Lo scompenso cardiaco è una delle cause maggiori di mortalità ed è responsabile del 10% di tutti i ricoveri ospedalieri. La prognosi è infausta, infatti il 50% dei pazienti con questa diagnosi muore entro 5 anni. L’incidenza è in costante aumento sia per l’invecchiamento della popolazione sia per il miglioramento delle cure mediche che prolungano il decorso clinico. Ad esempio nella cardiomiopatia ischemica, nonostante le tecniche di rivascolarizzazione (by pass aorto – coronarico, angioplastica percutanea) nel 25-30% la malattia prosegue verso lo scompenso cardiaco.
In pochi Centri al mondo, tra cui la Fondazione “Giovanni Paolo II” di Campobasso, è disponibile una nuova tecnica che potrebbe migliorare non poco le condizioni dei pazienti con un’insufficienza cardiaca grave, riducendo numero e durata dei ricoveri ospedalieri con un effetto positivo sulla qualità di vita dei malati.
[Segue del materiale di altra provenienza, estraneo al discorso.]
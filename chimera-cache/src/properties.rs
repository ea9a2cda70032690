//! 缓存配置
//!
//! ```toml
//! [chimera.cache]
//! cache-names = ["users", "orders"]
//! allow-null-values = false
//! error-handler = "log"
//! ```

use chimera_core::config::Environment;
use chimera_core::constants::CACHE_PROPERTIES_PREFIX;
use chimera_core::error::{ApplicationError, ApplicationResult};

use crate::error_handler::ErrorHandlerKind;

/// 从 Environment 读取的缓存配置
#[derive(Debug, Clone, PartialEq, Eq)]
pub struct CacheProperties {
    /// 为空时按需创建缓存
    pub cache_names: Vec<String>,
    pub allow_null_values: bool,
    pub error_handler: ErrorHandlerKind,
}

impl Default for CacheProperties {
    fn default() -> Self {
        Self {
            cache_names: Vec::new(),
            allow_null_values: true,
            error_handler: ErrorHandlerKind::Rethrow,
        }
    }
}

impl CacheProperties {
    pub fn from_environment(environment: &Environment) -> ApplicationResult<Self> {
        let key = |name: &str| format!("{}.{}", CACHE_PROPERTIES_PREFIX, name);

        let cache_names = environment
            .get_string_array(&key("cache-names"))
            .unwrap_or_default()
            .into_iter()
            .map(|name| environment.resolve_required_placeholders(&name))
            .collect::<ApplicationResult<Vec<_>>>()?;

        let error_handler = match environment.get_string(&key("error-handler")) {
            Some(kind) => kind.parse().map_err(ApplicationError::ConfigLoadFailed)?,
            None => ErrorHandlerKind::default(),
        };

        Ok(Self {
            cache_names,
            allow_null_values: environment.get_bool_or(&key("allow-null-values"), true),
            error_handler,
        })
    }
}
//! 方法描述
//!
//! 代理没有运行时反射可用，方法以描述符的形式显式声明。

use std::fmt;

/// 方法描述符
///
/// 同一声明类型中名称和参数类型相同的方法视为同一方法
#[derive(Clone, PartialEq, Eq, Hash)]
pub struct Method {
    declaring_type: String,
    name: String,
    parameter_types: Vec<String>,
    return_type: String,
    is_final: bool,
    is_bridge: bool,
}

impl Method {
    pub fn new(declaring_type: impl Into<String>, name: impl Into<String>) -> Self {
        Self {
            declaring_type: declaring_type.into(),
            name: name.into(),
            parameter_types: Vec::new(),
            return_type: "()".to_string(),
            is_final: false,
            is_bridge: false,
        }
    }

    pub fn with_params<I, S>(mut self, types: I) -> Self
    where
        I: IntoIterator<Item = S>,
        S: Into<String>,
    {
        self.parameter_types = types.into_iter().map(Into::into).collect();
        self
    }

    pub fn returns(mut self, return_type: impl Into<String>) -> Self {
        self.return_type = return_type.into();
        self
    }

    /// 不可被子类代理覆盖的方法
    pub fn final_method(mut self) -> Self {
        self.is_final = true;
        self
    }

    /// 泛型擦除后生成的桥接方法
    pub fn bridge(mut self) -> Self {
        self.is_bridge = true;
        self
    }

    pub fn declaring_type(&self) -> &str {
        &self.declaring_type
    }

    pub fn name(&self) -> &str {
        &self.name
    }

    pub fn parameter_types(&self) -> &[String] {
        &self.parameter_types
    }

    pub fn parameter_count(&self) -> usize {
        self.parameter_types.len()
    }

    pub fn return_type(&self) -> &str {
        &self.return_type
    }

    pub fn is_final(&self) -> bool {
        self.is_final
    }

    pub fn is_bridge(&self) -> bool {
        self.is_bridge
    }

    /// 以另一个声明类型重新声明同一方法
    pub fn redeclared_on(&self, declaring_type: impl Into<String>) -> Self {
        Self {
            declaring_type: declaring_type.into(),
            ..self.clone()
        }
    }

    /// 名称与参数类型相同（忽略声明类型）
    pub fn same_signature(&self, other: &Method) -> bool {
        self.name == other.name && self.parameter_types == other.parameter_types
    }

    /// `OrderService.charge(u64,String)`
    pub fn signature(&self) -> String {
        format!(
            "{}.{}({})",
            self.declaring_type,
            self.name,
            self.parameter_types.join(",")
        )
    }
}

impl fmt::Debug for Method {
    fn fmt(&self, f: &mut fmt::Formatter<'_>) -> fmt::Result {
        write!(f, "Method({} -> {})", self.signature(), self.return_type)
    }
}

impl fmt::Display for Method {
    fn fmt(&self, f: &mut fmt::Formatter<'_>) -> fmt::Result {
        f.write_str(&self.signature())
    }
}
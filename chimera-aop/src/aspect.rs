//! 切面（Aspect）定义
//!
//! 切面是横切关注点的模块化：一个切点表达式加上一组钩子。
//! 通过 [`AspectAdvisor`] 转换成普通的通知器参与拦截链。

use crate::advice::{Advice, MethodInterceptor};
use crate::advisor::{Advisor, PointcutAdvisor};
use crate::invocation::MethodInvocation;
use crate::pointcut::{ExpressionPointcut, PointcutExpression};
use crate::throwable::Throwable;
use crate::{JoinPoint, Value};
use chimera_core::order::LOWEST_PRECEDENCE;
use std::sync::Arc;

/// 切面 Trait
///
/// 实现此 trait 以定义切面逻辑
pub trait Aspect: Send + Sync {
    /// 切面名称
    fn name(&self) -> &str;

    /// 切点表达式
    fn pointcut(&self) -> &PointcutExpression;

    fn order(&self) -> i32 {
        LOWEST_PRECEDENCE
    }

    /// 前置通知（可选实现）
    fn before(&self, _join_point: &JoinPoint) {}

    /// 后置通知（可选实现）
    fn after(&self, _join_point: &JoinPoint) {}

    /// 返回后通知（可选实现）
    fn after_returning(&self, _join_point: &JoinPoint, _result: &Value) {}

    /// 异常通知（可选实现）
    fn after_throwing(&self, _join_point: &JoinPoint, _error: &Throwable) {}
}

/// 把切面钩子编排成环绕拦截器
struct AspectInterceptor {
    aspect: Arc<dyn Aspect>,
}

impl MethodInterceptor for AspectInterceptor {
    fn invoke(&self, invocation: &mut MethodInvocation<'_>) -> Result<Value, Throwable> {
        let join_point = invocation.join_point();
        self.aspect.before(&join_point);

        let result = invocation.proceed();
        match &result {
            Ok(value) => self.aspect.after_returning(&join_point, value),
            Err(error) => self.aspect.after_throwing(&join_point, error),
        }

        self.aspect.after(&join_point);
        result
    }
}

/// 切面到通知器的转换
pub struct AspectAdvisor;

impl AspectAdvisor {
    pub fn from_aspect(aspect: Arc<dyn Aspect>) -> Advisor {
        let pointcut = Arc::new(ExpressionPointcut::new(aspect.pointcut().clone()));
        let name = aspect.name().to_string();
        let order = aspect.order();
        PointcutAdvisor::new(name, pointcut, Advice::Around(Arc::new(AspectInterceptor { aspect })))
            .with_order(order)
            .into()
    }
}

// ============================================================================
// 预定义的常用切面
// ============================================================================

/// 日志切面 - 记录方法调用
pub struct LoggingAspect {
    log_args: bool,
    log_result: bool,
    pointcut: PointcutExpression,
}

impl LoggingAspect {
    pub fn new(pointcut: PointcutExpression) -> Self {
        Self {
            log_args: false,
            log_result: false,
            pointcut,
        }
    }

    pub fn with_args(mut self) -> Self {
        self.log_args = true;
        self
    }

    pub fn with_result(mut self) -> Self {
        self.log_result = true;
        self
    }
}

impl Aspect for LoggingAspect {
    fn name(&self) -> &str {
        "LoggingAspect"
    }

    fn pointcut(&self) -> &PointcutExpression {
        &self.pointcut
    }

    fn before(&self, join_point: &JoinPoint) {
        if self.log_args {
            tracing::info!("→ Entering: {} with {:?}", join_point.signature(), join_point.args);
        } else {
            tracing::info!("→ Entering: {}", join_point.signature());
        }
    }

    fn after_returning(&self, join_point: &JoinPoint, result: &Value) {
        if self.log_result {
            tracing::info!("  {} returned {}", join_point.signature(), result);
        }
    }

    fn after(&self, join_point: &JoinPoint) {
        let elapsed = join_point.timestamp.elapsed();
        tracing::info!("← Exiting: {} (took {:?})", join_point.signature(), elapsed);
    }
}

/// 性能监控切面
pub struct PerformanceAspect {
    threshold_ms: u128,
    pointcut: PointcutExpression,
}

impl PerformanceAspect {
    pub fn new(threshold_ms: u128, pointcut: PointcutExpression) -> Self {
        Self {
            threshold_ms,
            pointcut,
        }
    }
}

impl Aspect for PerformanceAspect {
    fn name(&self) -> &str {
        "PerformanceAspect"
    }

    fn pointcut(&self) -> &PointcutExpression {
        &self.pointcut
    }

    fn after(&self, join_point: &JoinPoint) {
        let elapsed = join_point.timestamp.elapsed().as_millis();
        if elapsed > self.threshold_ms {
            tracing::warn!(
                "Slow method detected: {} took {}ms (threshold: {}ms)",
                join_point.signature(),
                elapsed,
                self.threshold_ms
            );
        }
    }
}

/// 异常日志切面
pub struct ExceptionLoggingAspect {
    pointcut: PointcutExpression,
}

impl ExceptionLoggingAspect {
    pub fn new(pointcut: PointcutExpression) -> Self {
        Self { pointcut }
    }
}

impl Aspect for ExceptionLoggingAspect {
    fn name(&self) -> &str {
        "ExceptionLoggingAspect"
    }

    fn pointcut(&self) -> &PointcutExpression {
        &self.pointcut
    }

    fn after_throwing(&self, join_point: &JoinPoint, error: &Throwable) {
        tracing::error!("Exception in {}: {}", join_point.signature(), error.full_description());
    }
}
#[cfg(test)]
mod tests {
    use super::*;

    fn compile(src: &str) -> String {
        let tok = Tokenizer::from_source(src).expect("tokenize should succeed");
        let mut engine = Engine::new(tok);
        engine.compile_class().expect("compile should succeed");
        engine.into_output()
    }

    fn lines(src: &str) -> Vec<String> {
        compile(src).lines().map(str::to_string).collect()
    }

    #[test]
    fn constructor_allocates_and_returns_this() {
        let out = lines(
            "class Point {
                field int x, y;
                constructor Point new() {
                    return this;
                }
            }",
        );
        assert_eq!(
            out,
            vec![
                "function Point.new 0",
                "push constant 2",
                "call Memory.alloc 1",
                "pop pointer 0",
                "push pointer 0",
                "return",
            ]
        );
    }

    #[test]
    fn method_prologue_rebinds_this_from_argument_zero() {
        let out = lines(
            "class Point {
                field int x;
                method int getX() {
                    return x;
                }
            }",
        );
        assert_eq!(
            out,
            vec![
                "function Point.getX 0",
                "push argument 0",
                "pop pointer 0",
                "push this 0",
                "return",
            ]
        );
    }

    #[test]
    fn array_assignment_uses_temp_stash_sequence() {
        let out = lines(
            "class Main {
                function void run() {
                    var Array a;
                    var int i, j;
                    let a[i] = a[j];
                    return;
                }
            }",
        );
        assert_eq!(
            out,
            vec![
                "function Main.run 3",
                "push local 1",
                "push local 0",
                "add",
                "push local 2",
                "push local 0",
                "add",
                "pop pointer 1",
                "push that 0",
                "pop temp 0",
                "pop pointer 1",
                "push temp 0",
                "pop that 0",
                "push constant 0",
                "return",
            ]
        );
    }

    #[test]
    fn left_to_right_evaluation_ignores_precedence() {
        let out = lines(
            "class Main {
                function void run() {
                    var int x;
                    let x = 1 + 2 * 3;
                    return;
                }
            }",
        );
        assert_eq!(
            out,
            vec![
                "function Main.run 1",
                "push constant 1",
                "push constant 2",
                "add",
                "push constant 3",
                "call Math.multiply 2",
                "pop local 0",
                "push constant 0",
                "return",
            ]
        );
    }

    #[test]
    fn string_literal_builds_char_by_char() {
        let out = lines(
            r#"class Main {
                function void run() {
                    do Output.printString("Hi");
                    return;
                }
            }"#,
        );
        assert_eq!(
            out,
            vec![
                "function Main.run 0",
                "push constant 2",
                "call String.new 1",
                "push constant 72",
                "call String.appendChar 2",
                "push constant 105",
                "call String.appendChar 2",
                "call Output.printString 1",
                "pop temp 0",
                "push constant 0",
                "return",
            ]
        );
    }

    #[test]
    fn if_else_pairs_exactly_two_labels() {
        let out = lines(
            "class Main {
                function void run() {
                    var int a;
                    if (a) {
                        let a = 1;
                    } else {
                        let a = 2;
                    }
                    return;
                }
            }",
        );
        let labels: Vec<&str> = out.iter().filter(|l| l.starts_with("label")).map(String::as_str).collect();
        assert_eq!(labels, vec!["label ifLbl0", "label ifLbl1"]);
        // false branch sits between the two branches, end label after both
        assert!(out.iter().position(|l| l == "label ifLbl0").unwrap()
            < out.iter().rposition(|l| l.contains("pop local 0")).unwrap());
    }

    #[test]
    fn nested_while_loops_do_not_collide_on_labels() {
        let out = lines(
            "class Main {
                function void run() {
                    var int i, j;
                    while (i) {
                        while (j) {
                            let i = 0;
                        }
                    }
                    return;
                }
            }",
        );
        let labels: Vec<&str> = out.iter().filter(|l| l.starts_with("label")).map(String::as_str).collect();
        assert_eq!(
            labels,
            vec!["label whileLbl0", "label whileLbl2", "label whileLbl3", "label whileLbl1"]
        );
    }

    #[test]
    fn void_return_pushes_constant_zero() {
        let out = lines(
            "class Main {
                function void run() {
                    return;
                }
            }",
        );
        assert_eq!(out, vec!["function Main.run 0", "push constant 0", "return"]);
    }

    #[test]
    fn method_with_no_locals_emits_zero_locals() {
        let out = lines(
            "class Main {
                method void tick() {
                    return;
                }
            }",
        );
        assert_eq!(out[0], "function Main.tick 0");
    }

    #[test]
    fn empty_parameter_and_expression_lists() {
        let out = lines(
            "class Main {
                function void run() {
                    do Main.helper();
                    return;
                }
            }",
        );
        assert!(out.contains(&"call Main.helper 0".to_string()));
    }

    #[test]
    fn static_function_call_vs_method_call_on_variable() {
        let out = lines(
            "class Main {
                function void run() {
                    var Point p;
                    do p.move();
                    do Memory.alloc(1);
                    return;
                }
            }",
        );
        assert!(out.contains(&"push local 0".to_string()));
        assert!(out.contains(&"call Point.move 1".to_string()));
        assert!(out.contains(&"call Memory.alloc 1".to_string()));
    }

    #[test]
    fn unknown_name_in_let_target_is_an_error() {
        let tok = Tokenizer::from_source(
            "class Main {
                function void run() {
                    let nope = 1;
                    return;
                }
            }",
        )
        .unwrap();
        let mut engine = Engine::new(tok);
        let err = engine.compile_class().unwrap_err();
        assert!(matches!(err, CompileError::UnknownName { name, .. } if name == "nope"));
    }

    #[test]
    fn keyword_constants_compile_to_constant_pushes() {
        let out = lines(
            "class Main {
                function boolean run() {
                    var boolean t, f, n;
                    let t = true;
                    let f = false;
                    let n = null;
                    return t;
                }
            }",
        );
        assert!(out
            .windows(2)
            .any(|w| w[0] == "push constant 0" && w[1] == "not"));
        assert!(out.contains(&"push constant 0".to_string()));
    }

    #[test]
    fn translating_same_source_twice_is_byte_identical() {
        let src = "class Main { function void run() { return; } }";
        assert_eq!(compile(src), compile(src));
    }
}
Si chiama barostim o “attivazione del baroriflesso” ed è già stata usata in pazienti con ipertensione resistente ai farmaci.
Questa tecnica, finora utilizzata su poche decine di casi in tutto il mondo, consiste nell’applicare uno stimolatore elettrico molto simile a un pacemaker cardiaco in prossimità del barocettore carotideo, un “interruttore” che regola l’attività del sistema simpatico e parasimpatico (o vagale). Il sistema simpatico è il nostro “acceleratore”: aumenta la frequenza cardiaca, la pressione arteriosa, la forza di contrazione del cuore ed è più attivo durante le ore del giorno. L’attivazione del sistema vagale, più tipica delle ore notturne, fa invece da freno e ha effetti diametralmente opposti. Negli ipertesi resistenti ai farmaci e nei pazienti con scompenso cardiaco c’è uno squilibrio fra sistema simpatico e attivazione vagale a favore del primo, che di fatto è “sovraeccitato”. È come spingere l’acceleratore con un motore imballato: c’è un’insufficienza cardiaca ma l’organismo chiede al cuore di lavorare di più.
Ad oggi lo scompenso cardiaco si cura con farmaci che però hanno un’efficacia limitata, sia per l’entità sia per la durata della risposta del paziente. Da qui l’idea di posizionare uno stimolatore sul barocettore carotideo: quando quest’ultimo viene attivato, infatti, riduce l’attività simpatica aumentando quella vagale, riportando cioè equilibrio fra le due componenti che vanno in senso opposto. L’effetto che osservato nei primi pazienti è molto positivo, si mantiene stabile nel tempo, con una riduzione consistente della necessità di ricoveri e un netto miglioramento della qualità di vita. I candidati “giusti” sono malati con un’insufficienza cardiaca grave ma non estrema.
Il rischio di effetti indesiderati è basso, se la tecnica è eseguita correttamente. Peraltro l’attivazione del baroriflesso è già usata su casi di ipertensione resistente ai farmaci, per cui si tratta di utilizzare conoscenze già note su un’altra categoria di pazienti. Al momento per l’intervento servono circa 48 ore di ricovero, ma in futuro l’iter potrebbe diventare perfino più breve.
La metodica è ancora in fase sperimentale, ad oggi in Italia sono stati impiantati in tutto quattro pazienti con questa tecnologia di cui due presso il Dipartimento di Malattie Cardiovascolari della Fondazione “Giovanni Paolo II” di Campobasso, diretto dal dottor Carlo Maria De Filippo.
L’innovazione tecnologica al servizio del paziente è uno degli obbiettivi fondanti della Fondazione Giovanni Paolo II e dell’Università Cattolica del Sacro Cuore. Il paziente che ha il cuore gravemente malato trova presso il Dipartimento di Malattie Cardiovascolari un approccio integrato che mette ha disposizione del paziente tecnologie e terapie quali la stimolazione carotidea e le cellule staminali autologhe, che sono presenti in pochi centri al mondo. Nell’ambito della terapia dello scompenso il Dipartimento di Malattie Cardiovascolari collabora con il “Polo Apparato Cardiovascolare e Torace” del Policlinico “Gemelli, diretto dal Prof. Filippo Crea e con Il Dipartimento di Malattie Cardiovascolari dell’Università degli Studi di Padova diretto dal Prof. Gino Gerosa per le assistenze ventricolari e per il trapianto cardiaco.